Rosa was born in 1951 in Tanzania, East Africa at the foothills of Mount Kilimanjaro, in a town called Arusha. Part of a large family of seven children, her parents were immigrants from Goa, India, who had left their home in search of a better life in Africa. They set up a grocery business in the centre of the town and her father supplemented their income with tailoring.
They lived in a simple house with very few luxuries but filled with laughter and a hub of activity. Her family believed in an open-door policy and food was offered to anyone who visited as is custom in her culture.
Rosa’s love and passion for food started from a very early age by watching her mother cooking and baking with a three-legged charcoal oven placed outside the house. In Tanzania, most cooking occurred outside the house in the garden/covered terrace with different wood fired and charcoal ovens – traditional open fire cooking. Ovens were created from using hot sand on the bottom of a big drum that was placed above heated coals. The pot of cake batter was placed inside the sand in the drum and covered with a lid. Hot coals were placed on top of the pot and this was your baking! Money was sparce and everything was geared to providing the basic food elements. In the early morning, the older siblings would wake up first to make chapati (Indian flat bread), for all the children to take to school for snack. Coffee beans were roasted at home then ground for the daily coffee.
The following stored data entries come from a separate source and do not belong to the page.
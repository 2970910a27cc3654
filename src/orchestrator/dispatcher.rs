use std::sync::Arc;
use std::time::Duration;

use serde_json::json;
use tokio::sync::mpsc;
use tokio::time::{timeout, Instant};
use tokio_util::sync::CancellationToken;
use tracing::{debug, info, instrument, warn};

use crate::config::OrchestratorSettings;
use crate::error::OrchestratorResult;
use crate::orchestrator::aggregator;
use crate::orchestrator::events::EventBus;
use crate::registry::AgentRegistry;
use crate::transport::{AgentCallRequest, CallStatus, Transport};
use crate::types::{AgentDescriptor, AgentResult, ConsolidatedReport, ResultStatus, WorkUnit};

#[derive(Debug, Clone, Copy)]
pub struct DispatcherConfig {
    pub call_timeout: Duration,
    pub batch_deadline: Duration,
    /// Extra attempts allowed per agent on transient transport errors.
    /// Timeouts and application errors are never retried.
    pub max_transient_retries: u32,
}

impl Default for DispatcherConfig {
    fn default() -> Self {
        Self {
            call_timeout: Duration::from_secs(30),
            batch_deadline: Duration::from_secs(120),
            max_transient_retries: 1,
        }
    }
}

impl From<&OrchestratorSettings> for DispatcherConfig {
    fn from(settings: &OrchestratorSettings) -> Self {
        Self {
            call_timeout: Duration::from_secs(settings.call_timeout_seconds),
            batch_deadline: Duration::from_secs(settings.batch_deadline_seconds),
            max_transient_retries: settings.max_transient_retries,
        }
    }
}

/// Handle for one in-flight dispatch batch. Feed it to
/// [`aggregator::aggregate`] to obtain the consolidated report.
#[derive(Debug)]
pub struct PendingDispatch {
    pub(crate) work_unit: WorkUnit,
    pub(crate) expected: Vec<String>,
    pub(crate) results: mpsc::Receiver<AgentResult>,
    pub(crate) cancel: CancellationToken,
    pub(crate) deadline: Instant,
}

impl PendingDispatch {
    pub fn work_unit(&self) -> &WorkUnit {
        &self.work_unit
    }

    /// Agent ids expected to report, ascending.
    pub fn expected_agents(&self) -> &[String] {
        &self.expected
    }

    /// Abandon in-flight calls best-effort. No further retries are issued;
    /// agents are never forcibly killed.
    pub fn cancel(&self) {
        self.cancel.cancel();
    }
}

/// Fans a work unit out to every resolved agent concurrently and feeds the
/// per-agent results into a channel consumed by the aggregator.
pub struct Dispatcher {
    registry: Arc<AgentRegistry>,
    transport: Arc<dyn Transport>,
    events: Arc<EventBus>,
    config: DispatcherConfig,
}

impl Dispatcher {
    pub fn new(
        registry: Arc<AgentRegistry>,
        transport: Arc<dyn Transport>,
        events: Arc<EventBus>,
        config: DispatcherConfig,
    ) -> Self {
        Self {
            registry,
            transport,
            events,
            config,
        }
    }

    /// Resolve the work unit's target agents and start one call task per
    /// agent. Fails fast with `UnsatisfiableWorkUnit` before issuing any
    /// network call if a required capability has no healthy provider.
    #[instrument(skip(self, work_unit), fields(work_unit = %work_unit.id, kind = %work_unit.kind))]
    pub async fn dispatch(&self, work_unit: WorkUnit) -> OrchestratorResult<PendingDispatch> {
        let targets = self.registry.resolve_work_unit(&work_unit).await?;
        let expected: Vec<String> = targets.iter().map(|a| a.id.clone()).collect();

        info!(agents = targets.len(), "dispatching work unit");
        self.events
            .publish(
                "dispatcher",
                "dispatch_started",
                json!({
                    "work_unit": work_unit.id,
                    "kind": work_unit.kind,
                    "agents": expected,
                }),
            )
            .await;

        let request = AgentCallRequest::for_work_unit(&work_unit);
        let (tx, rx) = mpsc::channel(targets.len().max(1));
        let cancel = CancellationToken::new();

        for agent in targets {
            tokio::spawn(call_agent(
                Arc::clone(&self.transport),
                agent,
                request.clone(),
                self.config,
                cancel.child_token(),
                tx.clone(),
                Arc::clone(&self.events),
            ));
        }

        Ok(PendingDispatch {
            work_unit,
            expected,
            results: rx,
            cancel,
            deadline: Instant::now() + self.config.batch_deadline,
        })
    }

    /// Dispatch a work unit and wait for its consolidated report.
    pub async fn dispatch_and_aggregate(
        &self,
        work_unit: WorkUnit,
    ) -> OrchestratorResult<ConsolidatedReport> {
        let pending = self.dispatch(work_unit).await?;
        Ok(aggregator::aggregate(pending).await)
    }
}

/// One call task per (work unit, agent). Attempts are strictly sequential,
/// so at most one call per pair is ever in flight.
async fn call_agent(
    transport: Arc<dyn Transport>,
    agent: AgentDescriptor,
    request: AgentCallRequest,
    config: DispatcherConfig,
    cancel: CancellationToken,
    tx: mpsc::Sender<AgentResult>,
    events: Arc<EventBus>,
) {
    let started = Instant::now();
    let mut attempts: u32 = 0;

    let (status, payload) = loop {
        attempts += 1;

        let outcome = tokio::select! {
            _ = cancel.cancelled() => {
                debug!(agent = %agent.id, "call abandoned by cancellation");
                return;
            }
            outcome = timeout(config.call_timeout, transport.call(&agent.address, &request)) => outcome,
        };

        match outcome {
            Err(_) => {
                warn!(agent = %agent.id, timeout = ?config.call_timeout, "agent call timed out");
                break (ResultStatus::Timeout, String::new());
            }
            Ok(Ok(response)) => match response.status {
                CallStatus::Ok => break (ResultStatus::Ok, response.payload),
                // The agent's own error payload passes through verbatim.
                CallStatus::Error => break (ResultStatus::Error, response.payload),
            },
            Ok(Err(err)) if err.is_transient() && attempts <= config.max_transient_retries => {
                warn!(agent = %agent.id, attempt = attempts, error = %err, "transient transport error, retrying");
                continue;
            }
            Ok(Err(err)) => {
                warn!(agent = %agent.id, attempts, error = %err, "agent call failed");
                break (ResultStatus::Error, err.to_string());
            }
        }
    };

    let result = AgentResult {
        work_unit_id: request.work_unit_id.clone(),
        agent_id: agent.id.clone(),
        status,
        payload,
        latency_ms: started.elapsed().as_millis() as u64,
        attempts,
    };

    events
        .publish(
            "dispatcher",
            "agent_call_completed",
            json!({
                "work_unit": result.work_unit_id,
                "agent": result.agent_id,
                "status": result.status,
                "attempts": result.attempts,
                "latency_ms": result.latency_ms,
            }),
        )
        .await;

    // The receiver may already be gone if the batch was finalized early.
    let _ = tx.send(result).await;
}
Rosa would help her mother bake an array of different cakes: fruit, sponge, semolina and Goan traditional cakes.
She got he first job as a teenager in the local convenience store and this is where she met her future husband, Angelo de Souza, an event that completely transformed her life and took her on a journey she could never have envisaged.
Angelo’s family was also relatively poor, his father was a Goan immigrant, who worked as a tailor but had a passion for gem prospecting and would disappear months on end in the African bush looking for rubies and sapphires, leaving his family in economic constraints. His mother was the granddaughter of the Sukuma chief (largest tribe in Tanzania) and her Greek immigrant father.
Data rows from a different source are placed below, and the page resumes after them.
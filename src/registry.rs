//! Registry of known worker agents.

use std::collections::BTreeMap;

use chrono::Utc;
use tokio::sync::RwLock;
use tracing::debug;

use crate::error::{OrchestratorError, OrchestratorResult};
use crate::types::{AgentDescriptor, HealthState, WorkUnit};

/// Holds the set of known worker agents keyed by id.
///
/// The dispatcher works from read-only snapshots; the health monitor is the
/// only writer of agent status. A status read that is stale by one probe
/// interval is acceptable.
#[derive(Default)]
pub struct AgentRegistry {
    agents: RwLock<BTreeMap<String, AgentDescriptor>>,
}

impl AgentRegistry {
    pub fn new() -> Self {
        Self {
            agents: RwLock::new(BTreeMap::new()),
        }
    }

    /// Register an agent. Fails with `DuplicateId` if the id is already
    /// present, leaving the registry unchanged.
    pub async fn register(&self, descriptor: AgentDescriptor) -> OrchestratorResult<()> {
        let mut agents = self.agents.write().await;
        if agents.contains_key(&descriptor.id) {
            return Err(OrchestratorError::DuplicateId(descriptor.id));
        }
        debug!(agent = %descriptor.id, address = %descriptor.address, "registering agent");
        agents.insert(descriptor.id.clone(), descriptor);
        Ok(())
    }

    /// Remove an agent. Idempotent: removing an unknown id is a no-op.
    pub async fn unregister(&self, id: &str) {
        let mut agents = self.agents.write().await;
        if agents.remove(id).is_some() {
            debug!(agent = %id, "unregistered agent");
        }
    }

    /// Healthy agents advertising `capability`, ordered by ascending id.
    pub async fn resolve(&self, capability: &str) -> Vec<AgentDescriptor> {
        let agents = self.agents.read().await;
        agents
            .values()
            .filter(|a| a.is_healthy() && a.advertises(capability))
            .cloned()
            .collect()
    }

    /// The union of healthy agents covering the work unit's required
    /// capabilities, deduplicated and ordered by ascending id. Fails with
    /// `UnsatisfiableWorkUnit` naming the first capability no healthy agent
    /// advertises.
    pub async fn resolve_work_unit(
        &self,
        work_unit: &WorkUnit,
    ) -> OrchestratorResult<Vec<AgentDescriptor>> {
        let agents = self.agents.read().await;
        let mut targets: BTreeMap<&str, &AgentDescriptor> = BTreeMap::new();

        for capability in &work_unit.required_capabilities {
            let mut satisfied = false;
            for agent in agents.values() {
                if agent.is_healthy() && agent.advertises(capability) {
                    targets.insert(agent.id.as_str(), agent);
                    satisfied = true;
                }
            }
            if !satisfied {
                return Err(OrchestratorError::UnsatisfiableWorkUnit {
                    work_unit: work_unit.id.clone(),
                    capability: capability.clone(),
                });
            }
        }

        Ok(targets.into_values().cloned().collect())
    }

    /// Update an agent's health status and probe timestamp. The health
    /// monitor is the only caller. Returns false if the id is unknown.
    pub async fn set_status(&self, id: &str, status: HealthState) -> bool {
        let mut agents = self.agents.write().await;
        match agents.get_mut(id) {
            Some(agent) => {
                agent.status = status;
                agent.last_checked = Some(Utc::now());
                true
            }
            None => false,
        }
    }

    pub async fn get(&self, id: &str) -> Option<AgentDescriptor> {
        self.agents.read().await.get(id).cloned()
    }

    /// All registered agents, ordered by ascending id.
    pub async fn snapshot(&self) -> Vec<AgentDescriptor> {
        self.agents.read().await.values().cloned().collect()
    }

    pub async fn len(&self) -> usize {
        self.agents.read().await.len()
    }

    pub async fn is_empty(&self) -> bool {
        self.agents.read().await.is_empty()
    }
}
In 1967, Angelo's father, Manuel de Souza, on one of his many prospecting expeditions, discovered a new gemstone, later to be named Tanzanite, his “impossible” dream fulfilled and the destinies of his family changed forever.
Following the discovery, delegates from the gemology field and journalists from leading international publications descended on Arusha, to view the new gemstone. Rosa found herself cooking and baking at the mine, using the method of earth cooking (cooking in the ground), for visitors in the mining camp including for Henry Platt, the then Director of Tiffany's jewellers and in wanting to impress him, she baked her first American brownies.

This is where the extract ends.